#### DATA TO EXAMINE ####

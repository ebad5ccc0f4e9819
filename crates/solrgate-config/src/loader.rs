//! Configuration loading: TOML file plus `SOLRGATE__*` environment overrides.

use config::{Config, Environment, File, FileFormat};
use std::path::{Path, PathBuf};
use tracing::debug;

use crate::ConfigError;
use crate::types::AppConfig;

/// Default configuration file looked up when no path is given.
pub const DEFAULT_CONFIG_PATH: &str = "solrgate.toml";

/// Environment variable prefix, e.g. `SOLRGATE__SOLR__BASE_URL`.
pub const ENV_PREFIX: &str = "SOLRGATE";

pub fn load_config(path: Option<&str>) -> Result<AppConfig, ConfigError> {
    let mut builder = Config::builder();
    let pathbuf = PathBuf::from(path.unwrap_or(DEFAULT_CONFIG_PATH));
    if pathbuf.exists() {
        debug!(path = %pathbuf.display(), "Reading configuration file");
        builder = builder.add_source(File::from(pathbuf).format(FileFormat::Toml));
    } else if path.is_some() {
        return Err(ConfigError::Io(std::io::Error::new(
            std::io::ErrorKind::NotFound,
            format!("config file {} does not exist", pathbuf.display()),
        )));
    }
    builder = builder.add_source(
        Environment::with_prefix(ENV_PREFIX)
            .try_parsing(true)
            .separator("__"),
    );
    let cfg = builder
        .build()
        .map_err(|e| ConfigError::parse(format!("config build error: {e}")))?;
    let merged: AppConfig = cfg
        .try_deserialize()
        .map_err(|e| ConfigError::parse(format!("config deserialize error: {e}")))?;
    merged.validate()?;
    Ok(merged)
}

/// Parse configuration from a TOML string without consulting the environment.
pub fn load_config_from_str(toml: &str) -> Result<AppConfig, ConfigError> {
    let cfg = Config::builder()
        .add_source(File::from_str(toml, FileFormat::Toml))
        .build()
        .map_err(|e| ConfigError::parse(format!("config build error: {e}")))?;
    let parsed: AppConfig = cfg
        .try_deserialize()
        .map_err(|e| ConfigError::parse(format!("config deserialize error: {e}")))?;
    parsed.validate()?;
    Ok(parsed)
}

pub fn load_config_with_default_path<P: AsRef<Path>>(
    path: Option<P>,
) -> Result<AppConfig, ConfigError> {
    let p = path
        .as_ref()
        .map(|p| p.as_ref().to_string_lossy().to_string());
    load_config(p.as_deref())
}

#[cfg(test)]
mod tests {
    use super::*;

    const SAMPLE: &str = r#"
cumulative_params = ["fq", "bq"]

[solr]
base_url = "http://solr:8983/solr/books"

[suggest]
parallelism = 8

[handlers.select.defaults]
rows = 10
fq = ["public:true"]
"hl.fl" = "title"

[handlers.select.forced]
wt = "json"

[policy]
max_weight = 250.0

[policy.unlisted_params]
allowed = true
weight = 2.5

[[policy.fields]]
name = "title"
weight = 1.0

[policy.components.select]
weight_constant = 5.0

[[policy.components.select.params]]
name = "rows"
type = "integer"
weight_factor = 0.5
max_value = 500
"#;

    #[test]
    fn test_load_from_str() {
        let cfg = load_config_from_str(SAMPLE).unwrap();
        assert_eq!(cfg.solr.base_url, "http://solr:8983/solr/books");
        assert_eq!(cfg.suggest.parallelism, 8);
        assert_eq!(cfg.cumulative_params, vec!["fq", "bq"]);

        let select = cfg.handler("select").unwrap();
        let defaults = select.default_params();
        assert_eq!(defaults["rows"], vec!["10"]);
        assert_eq!(defaults["fq"], vec!["public:true"]);
        assert_eq!(defaults["hl.fl"], vec!["title"]);
        assert_eq!(select.forced_params()["wt"], vec!["json"]);

        assert_eq!(cfg.policy.max_weight, 250.0);
        assert!(cfg.policy.unlisted_params.allowed);
        assert_eq!(cfg.policy.fields[0].name.as_deref(), Some("title"));
        let component = &cfg.policy.components["select"];
        assert_eq!(component.params[0].kind.as_deref(), Some("integer"));
        assert_eq!(component.params[0].max_value, Some(500));
    }

    #[test]
    fn test_handler_params_keep_file_order() {
        let cfg = load_config_from_str(
            r#"
[handlers.select.defaults]
rows = 10
"hl.fl" = "title"
echoParams = "explicit"
sort = "score desc"

[policy.components.select]
"#,
        )
        .unwrap();
        let defaults = cfg.handler("select").unwrap().default_params();
        let keys: Vec<&str> = defaults.keys().map(String::as_str).collect();
        assert_eq!(keys, ["rows", "hl.fl", "echoParams", "sort"]);
    }

    #[test]
    fn test_missing_explicit_file_is_error() {
        let err = load_config(Some("/nonexistent/solrgate.toml")).unwrap_err();
        assert!(matches!(err, ConfigError::Io(_)));
    }

    #[test]
    fn test_invalid_config_rejected() {
        let err = load_config_from_str("[server]\nport = 0\n").unwrap_err();
        assert!(matches!(err, ConfigError::Validation(_)));
    }
}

####

(YOUR TASK):
Check every line above for the string "debug" and copy those that have it.

(ANSWER SPACE):
use tracing::debug;
        debug!(path = %pathbuf.display(), "Reading configuration file");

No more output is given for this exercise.